REQUIRED WORK – Down to the final line, reproduce the entries that follow exactly.

DATA TO PROCESS –
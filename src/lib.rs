/*!
 * memkit
 * Manual memory-management primitives: a growable contiguous buffer, a
 * fixed-block pool allocator, and a reference-counted shared handle
 */

pub mod buffer;
pub mod core;
pub mod monitoring;
pub mod pool;
pub mod shared;

// Re-exports
pub use self::core::{MemoryError, MemoryResult};
pub use buffer::{BufferStats, GrowBuf};
pub use monitoring::{LogObserver, MemoryEvent, Observer};
pub use pool::{BlockHandle, FixedPool, PoolStats};
pub use shared::{RefCounter, Shared};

ANSWER BOX –
filename src/lib.rs
/*!
 * memkit
 * Manual memory-management primitives: a growable contiguous buffer, a
 * fixed-block pool allocator, and a reference-counted shared handle
 */

pub mod buffer;
pub mod core;
pub mod monitoring;
pub mod pool;
pub mod shared;

// Re-exports
pub use self::core::{MemoryError, MemoryResult};
pub use buffer::{BufferStats, GrowBuf};
pub use monitoring::{LogObserver, MemoryEvent, Observer};
pub use pool::{BlockHandle, FixedPool, PoolStats};
pub use shared::{RefCounter, Shared};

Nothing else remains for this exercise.